Infelizmente, o MPD navega a mesmíssima recessão moral e intelectual que o resto do país. Apesar do sucesso considerável das suas candidaturas municipais, os eleitos pelo MPD não fogem à imagem (ou à prática) generalizada de clientelismo, e ainda nenhum primou pela gestão inovadora da coisa pública. Por outro lado, a estrutura do partido e o Grupo Parlamentar absorvem-se em estratégias estéreis de acusação e defesa, enquanto passam completamente ao lado da exposição dos erros de governação e das falácias discursivas da Situação. Mas o grande passivo eleitoral do MPD é que ainda nenhuma personalidade logrou afirmar-se verdadeiramente – seja lá como for! –como uma liderança de alcance nacional – uma liderança funcional.

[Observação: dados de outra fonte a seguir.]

//! `recipe-tui` is the interactive front end of the recipe command manager.
//!
//! All screen logic is a pure reducer: [`update`] takes the current
//! [`AppState`] and one [`AppEvent`] and returns the next state plus the
//! [`Effect`]s to perform. [`run_tui`] owns the terminal, turns input and
//! child-process progress into events, and executes the effects.

pub mod effect;
pub mod event;
pub mod form;
pub mod runner;
pub mod scroll;
pub mod session;
pub mod state;
pub mod update;
pub mod view;

pub use effect::Effect;
pub use event::AppEvent;
pub use form::{FormField, FormState};
pub use runner::{AppServices, TuiOptions, run_tui};
pub use scroll::{ScrollState, Viewport};
pub use session::{ExecutionSession, TransientSink};
pub use state::{AppState, Mode, Notice, NoticeKind, StateOptions};
pub use update::{Transition, UpdateContext, update};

Em Dezembro, teremos mais um episódio da novela Lideranças Nacionais: o combate pela presidência do PAICV, nas suas primeiras eleições competitivas desde o Congresso de 2000. 2016 está aí à porta e trará consigo uma maratona eleitoral de Legislativas, Autárquicas e Presidenciais. Se eu fosse uma estrangeira em visita ao Arquipélago, estaria cheia de curiosidade pelo desfecho de todos estes tramas. Mas não sou estrangeira, sou Cabo-verdiana; portanto não estou curiosa, estou em pânico.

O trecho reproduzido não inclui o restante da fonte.